_Task brief_
Identify every line in the records below that contains the word "WellnessTipsTool", and copy each of those lines.

_Material to process_
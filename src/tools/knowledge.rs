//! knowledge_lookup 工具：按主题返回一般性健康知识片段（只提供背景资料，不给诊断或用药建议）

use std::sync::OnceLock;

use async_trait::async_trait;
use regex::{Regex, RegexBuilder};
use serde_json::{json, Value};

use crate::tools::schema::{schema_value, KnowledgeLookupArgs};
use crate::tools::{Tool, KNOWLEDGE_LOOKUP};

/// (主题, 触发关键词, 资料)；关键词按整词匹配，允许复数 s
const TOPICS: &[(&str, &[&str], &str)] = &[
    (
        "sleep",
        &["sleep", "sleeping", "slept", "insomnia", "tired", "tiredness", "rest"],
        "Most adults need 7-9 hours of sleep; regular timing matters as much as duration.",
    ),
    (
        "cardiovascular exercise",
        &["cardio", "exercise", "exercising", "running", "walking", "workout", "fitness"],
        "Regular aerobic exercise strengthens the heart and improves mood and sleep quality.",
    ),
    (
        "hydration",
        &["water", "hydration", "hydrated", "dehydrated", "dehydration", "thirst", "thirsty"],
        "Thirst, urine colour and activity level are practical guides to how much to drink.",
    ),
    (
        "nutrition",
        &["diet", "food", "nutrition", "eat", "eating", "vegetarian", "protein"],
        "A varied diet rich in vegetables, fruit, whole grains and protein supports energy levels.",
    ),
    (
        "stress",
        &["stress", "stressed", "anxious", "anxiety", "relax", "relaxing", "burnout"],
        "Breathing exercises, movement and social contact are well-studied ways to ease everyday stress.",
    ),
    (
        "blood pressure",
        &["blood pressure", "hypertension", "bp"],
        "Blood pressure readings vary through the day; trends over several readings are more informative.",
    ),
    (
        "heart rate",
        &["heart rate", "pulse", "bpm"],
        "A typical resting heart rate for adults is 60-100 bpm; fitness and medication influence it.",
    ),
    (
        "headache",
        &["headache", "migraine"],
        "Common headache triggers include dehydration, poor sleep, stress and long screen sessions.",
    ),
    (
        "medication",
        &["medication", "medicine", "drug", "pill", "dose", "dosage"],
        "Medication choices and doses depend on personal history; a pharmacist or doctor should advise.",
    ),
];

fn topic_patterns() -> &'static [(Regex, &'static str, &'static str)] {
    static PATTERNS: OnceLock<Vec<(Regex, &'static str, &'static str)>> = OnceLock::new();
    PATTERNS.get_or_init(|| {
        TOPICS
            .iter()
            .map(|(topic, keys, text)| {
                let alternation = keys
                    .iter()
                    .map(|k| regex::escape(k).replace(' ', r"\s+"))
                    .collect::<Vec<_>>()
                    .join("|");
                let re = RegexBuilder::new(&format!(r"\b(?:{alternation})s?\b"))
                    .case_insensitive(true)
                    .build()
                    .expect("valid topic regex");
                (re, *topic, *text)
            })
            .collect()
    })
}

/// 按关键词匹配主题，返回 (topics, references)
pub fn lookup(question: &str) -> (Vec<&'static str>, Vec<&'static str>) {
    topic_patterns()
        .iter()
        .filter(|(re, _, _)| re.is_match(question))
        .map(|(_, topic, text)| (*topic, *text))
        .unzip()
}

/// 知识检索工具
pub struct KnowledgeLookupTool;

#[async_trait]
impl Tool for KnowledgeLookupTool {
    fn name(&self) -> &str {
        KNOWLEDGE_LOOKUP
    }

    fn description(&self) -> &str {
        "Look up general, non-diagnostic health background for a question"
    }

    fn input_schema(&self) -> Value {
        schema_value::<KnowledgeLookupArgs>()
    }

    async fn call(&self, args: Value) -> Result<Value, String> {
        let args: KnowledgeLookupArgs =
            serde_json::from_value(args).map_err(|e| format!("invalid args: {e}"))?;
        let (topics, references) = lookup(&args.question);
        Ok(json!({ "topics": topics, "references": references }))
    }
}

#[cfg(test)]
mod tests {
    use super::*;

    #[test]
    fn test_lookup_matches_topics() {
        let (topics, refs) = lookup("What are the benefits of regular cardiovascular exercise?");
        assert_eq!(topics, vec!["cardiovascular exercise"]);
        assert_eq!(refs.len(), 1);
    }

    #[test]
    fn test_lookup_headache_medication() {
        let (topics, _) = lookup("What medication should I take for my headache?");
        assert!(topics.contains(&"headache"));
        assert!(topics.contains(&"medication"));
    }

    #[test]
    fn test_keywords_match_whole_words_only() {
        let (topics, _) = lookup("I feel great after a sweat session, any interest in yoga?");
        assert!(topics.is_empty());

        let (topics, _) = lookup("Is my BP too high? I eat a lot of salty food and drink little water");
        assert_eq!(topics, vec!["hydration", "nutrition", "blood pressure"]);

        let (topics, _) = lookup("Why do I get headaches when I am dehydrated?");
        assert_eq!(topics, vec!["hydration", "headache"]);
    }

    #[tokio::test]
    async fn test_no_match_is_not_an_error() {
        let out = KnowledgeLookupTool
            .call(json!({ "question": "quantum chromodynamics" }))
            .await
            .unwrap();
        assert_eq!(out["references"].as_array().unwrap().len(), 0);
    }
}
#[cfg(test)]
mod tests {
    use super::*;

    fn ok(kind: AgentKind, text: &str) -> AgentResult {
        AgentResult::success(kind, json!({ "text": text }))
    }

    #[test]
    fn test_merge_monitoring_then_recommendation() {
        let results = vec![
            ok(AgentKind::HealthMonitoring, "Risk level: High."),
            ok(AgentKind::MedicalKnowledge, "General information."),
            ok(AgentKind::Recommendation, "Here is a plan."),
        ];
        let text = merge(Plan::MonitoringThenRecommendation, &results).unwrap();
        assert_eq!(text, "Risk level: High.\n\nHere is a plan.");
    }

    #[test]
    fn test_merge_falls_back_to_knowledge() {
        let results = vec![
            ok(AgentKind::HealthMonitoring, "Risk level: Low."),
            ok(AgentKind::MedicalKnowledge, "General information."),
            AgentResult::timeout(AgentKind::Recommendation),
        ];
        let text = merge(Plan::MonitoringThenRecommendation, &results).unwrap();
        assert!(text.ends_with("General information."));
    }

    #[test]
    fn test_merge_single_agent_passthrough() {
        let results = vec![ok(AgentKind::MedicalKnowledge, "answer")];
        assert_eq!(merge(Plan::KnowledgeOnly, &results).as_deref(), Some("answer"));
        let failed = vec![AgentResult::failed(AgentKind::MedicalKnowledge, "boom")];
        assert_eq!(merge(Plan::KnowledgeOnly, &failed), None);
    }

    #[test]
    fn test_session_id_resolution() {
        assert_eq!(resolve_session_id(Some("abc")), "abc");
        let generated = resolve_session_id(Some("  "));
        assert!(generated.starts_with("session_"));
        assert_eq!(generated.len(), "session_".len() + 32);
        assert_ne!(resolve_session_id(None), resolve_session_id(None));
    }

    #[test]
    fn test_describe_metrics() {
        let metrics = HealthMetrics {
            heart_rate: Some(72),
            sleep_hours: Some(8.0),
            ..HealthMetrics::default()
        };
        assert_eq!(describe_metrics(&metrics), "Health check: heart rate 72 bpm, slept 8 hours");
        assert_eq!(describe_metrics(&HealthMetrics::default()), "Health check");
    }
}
...
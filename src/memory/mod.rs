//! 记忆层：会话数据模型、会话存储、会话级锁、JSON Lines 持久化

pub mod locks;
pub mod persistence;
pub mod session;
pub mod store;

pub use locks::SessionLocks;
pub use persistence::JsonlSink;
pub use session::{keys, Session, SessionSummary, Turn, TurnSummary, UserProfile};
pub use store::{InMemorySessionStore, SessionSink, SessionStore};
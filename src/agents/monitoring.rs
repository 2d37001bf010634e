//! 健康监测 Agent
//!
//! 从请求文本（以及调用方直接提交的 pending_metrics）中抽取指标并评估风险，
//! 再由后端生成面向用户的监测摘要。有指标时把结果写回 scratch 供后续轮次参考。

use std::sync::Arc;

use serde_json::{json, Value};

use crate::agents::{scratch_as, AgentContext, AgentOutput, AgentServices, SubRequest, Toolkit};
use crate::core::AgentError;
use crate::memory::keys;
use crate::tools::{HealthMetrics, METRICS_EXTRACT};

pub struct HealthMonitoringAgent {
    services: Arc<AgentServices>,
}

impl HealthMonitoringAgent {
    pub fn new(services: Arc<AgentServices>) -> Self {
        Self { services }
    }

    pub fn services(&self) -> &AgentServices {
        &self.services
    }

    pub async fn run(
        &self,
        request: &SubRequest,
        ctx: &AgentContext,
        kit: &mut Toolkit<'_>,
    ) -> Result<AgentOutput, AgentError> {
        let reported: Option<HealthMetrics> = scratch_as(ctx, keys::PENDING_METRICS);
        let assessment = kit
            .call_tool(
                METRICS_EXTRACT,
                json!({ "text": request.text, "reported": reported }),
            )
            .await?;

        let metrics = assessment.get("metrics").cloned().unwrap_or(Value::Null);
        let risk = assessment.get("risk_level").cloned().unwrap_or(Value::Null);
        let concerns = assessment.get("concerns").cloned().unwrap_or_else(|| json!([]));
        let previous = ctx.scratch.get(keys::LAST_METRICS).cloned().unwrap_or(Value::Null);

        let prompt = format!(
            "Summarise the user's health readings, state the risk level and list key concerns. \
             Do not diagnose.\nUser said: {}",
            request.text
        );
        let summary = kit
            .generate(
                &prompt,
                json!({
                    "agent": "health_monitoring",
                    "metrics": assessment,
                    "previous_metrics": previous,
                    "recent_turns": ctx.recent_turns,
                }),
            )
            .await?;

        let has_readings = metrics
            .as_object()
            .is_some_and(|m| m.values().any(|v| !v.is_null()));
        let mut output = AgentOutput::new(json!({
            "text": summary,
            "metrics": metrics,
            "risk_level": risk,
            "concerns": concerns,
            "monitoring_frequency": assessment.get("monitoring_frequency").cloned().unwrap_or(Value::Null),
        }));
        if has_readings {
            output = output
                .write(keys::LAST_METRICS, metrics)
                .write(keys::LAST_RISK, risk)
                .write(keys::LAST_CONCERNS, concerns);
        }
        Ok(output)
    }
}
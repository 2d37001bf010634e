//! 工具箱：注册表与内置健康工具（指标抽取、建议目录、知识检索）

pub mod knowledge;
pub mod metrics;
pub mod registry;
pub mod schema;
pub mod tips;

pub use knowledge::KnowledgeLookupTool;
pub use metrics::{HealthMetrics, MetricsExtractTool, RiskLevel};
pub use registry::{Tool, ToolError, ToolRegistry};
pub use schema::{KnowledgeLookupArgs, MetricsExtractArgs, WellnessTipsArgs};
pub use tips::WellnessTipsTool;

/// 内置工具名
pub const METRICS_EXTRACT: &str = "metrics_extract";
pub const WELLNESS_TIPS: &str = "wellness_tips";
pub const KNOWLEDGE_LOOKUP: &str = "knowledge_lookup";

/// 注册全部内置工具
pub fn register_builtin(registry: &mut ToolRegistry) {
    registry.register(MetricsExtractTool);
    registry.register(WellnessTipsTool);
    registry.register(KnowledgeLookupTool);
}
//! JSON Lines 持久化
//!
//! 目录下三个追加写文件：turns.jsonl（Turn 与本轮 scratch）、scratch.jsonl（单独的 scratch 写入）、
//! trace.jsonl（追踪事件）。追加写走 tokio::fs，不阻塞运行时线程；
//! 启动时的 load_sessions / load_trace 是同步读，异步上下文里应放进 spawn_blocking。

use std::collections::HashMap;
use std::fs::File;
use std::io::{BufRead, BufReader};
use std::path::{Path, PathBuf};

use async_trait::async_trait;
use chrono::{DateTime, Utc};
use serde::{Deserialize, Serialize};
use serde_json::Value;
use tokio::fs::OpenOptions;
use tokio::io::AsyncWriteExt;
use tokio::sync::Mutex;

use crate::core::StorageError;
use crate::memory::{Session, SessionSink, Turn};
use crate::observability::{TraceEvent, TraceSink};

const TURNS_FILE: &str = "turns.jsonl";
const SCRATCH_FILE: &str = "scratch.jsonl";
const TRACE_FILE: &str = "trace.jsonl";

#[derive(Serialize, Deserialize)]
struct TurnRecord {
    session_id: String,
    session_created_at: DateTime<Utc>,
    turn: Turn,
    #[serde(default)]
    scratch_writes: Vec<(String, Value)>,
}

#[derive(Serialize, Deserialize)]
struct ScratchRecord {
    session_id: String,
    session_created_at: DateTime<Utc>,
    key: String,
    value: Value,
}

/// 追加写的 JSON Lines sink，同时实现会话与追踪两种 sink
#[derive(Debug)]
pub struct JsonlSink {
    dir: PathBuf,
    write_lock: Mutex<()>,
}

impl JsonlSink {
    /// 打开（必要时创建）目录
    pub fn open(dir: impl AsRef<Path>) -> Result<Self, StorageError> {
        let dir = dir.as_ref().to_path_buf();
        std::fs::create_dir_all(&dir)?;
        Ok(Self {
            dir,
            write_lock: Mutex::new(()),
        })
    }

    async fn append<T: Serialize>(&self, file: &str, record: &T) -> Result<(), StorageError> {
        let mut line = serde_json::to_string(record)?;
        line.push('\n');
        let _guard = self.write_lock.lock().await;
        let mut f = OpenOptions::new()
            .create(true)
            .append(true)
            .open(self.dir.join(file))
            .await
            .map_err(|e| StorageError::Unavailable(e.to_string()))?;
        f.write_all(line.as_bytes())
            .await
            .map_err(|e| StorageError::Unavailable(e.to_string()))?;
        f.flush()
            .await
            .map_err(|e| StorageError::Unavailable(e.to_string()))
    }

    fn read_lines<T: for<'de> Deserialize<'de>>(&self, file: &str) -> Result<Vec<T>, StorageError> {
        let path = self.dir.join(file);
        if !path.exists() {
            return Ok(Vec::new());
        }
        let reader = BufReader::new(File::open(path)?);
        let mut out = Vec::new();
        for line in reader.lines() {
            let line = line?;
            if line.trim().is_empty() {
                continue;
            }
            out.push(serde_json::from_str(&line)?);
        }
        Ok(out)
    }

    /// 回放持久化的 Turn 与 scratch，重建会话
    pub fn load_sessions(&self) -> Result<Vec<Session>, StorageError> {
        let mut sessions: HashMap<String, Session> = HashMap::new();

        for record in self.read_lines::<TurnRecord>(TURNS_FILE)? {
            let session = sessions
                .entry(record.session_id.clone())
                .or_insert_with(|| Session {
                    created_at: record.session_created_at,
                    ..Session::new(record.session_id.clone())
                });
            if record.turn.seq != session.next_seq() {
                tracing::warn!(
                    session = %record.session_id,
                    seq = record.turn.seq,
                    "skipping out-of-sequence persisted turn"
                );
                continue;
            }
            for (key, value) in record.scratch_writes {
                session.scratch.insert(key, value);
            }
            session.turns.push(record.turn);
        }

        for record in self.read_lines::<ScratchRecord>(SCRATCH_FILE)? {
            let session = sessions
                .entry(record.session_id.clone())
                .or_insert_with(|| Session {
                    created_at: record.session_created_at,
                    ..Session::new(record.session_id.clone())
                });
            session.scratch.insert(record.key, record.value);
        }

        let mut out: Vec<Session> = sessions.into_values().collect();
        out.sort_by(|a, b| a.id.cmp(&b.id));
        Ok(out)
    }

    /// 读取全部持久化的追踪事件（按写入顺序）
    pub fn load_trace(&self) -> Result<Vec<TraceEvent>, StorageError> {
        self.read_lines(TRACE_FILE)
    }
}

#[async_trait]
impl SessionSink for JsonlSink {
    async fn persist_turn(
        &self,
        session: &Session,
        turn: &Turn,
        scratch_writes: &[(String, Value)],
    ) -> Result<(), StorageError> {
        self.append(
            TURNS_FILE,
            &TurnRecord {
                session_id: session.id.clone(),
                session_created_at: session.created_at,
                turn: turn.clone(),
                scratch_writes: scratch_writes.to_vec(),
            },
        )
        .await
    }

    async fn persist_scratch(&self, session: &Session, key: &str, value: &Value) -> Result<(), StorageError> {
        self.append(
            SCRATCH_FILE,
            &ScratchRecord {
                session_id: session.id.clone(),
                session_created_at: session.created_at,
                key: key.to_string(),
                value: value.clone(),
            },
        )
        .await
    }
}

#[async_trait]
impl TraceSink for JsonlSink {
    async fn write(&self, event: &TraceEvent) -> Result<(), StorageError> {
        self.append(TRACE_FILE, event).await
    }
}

_Written reply_
pub use tips::WellnessTipsTool;
    registry.register(WellnessTipsTool);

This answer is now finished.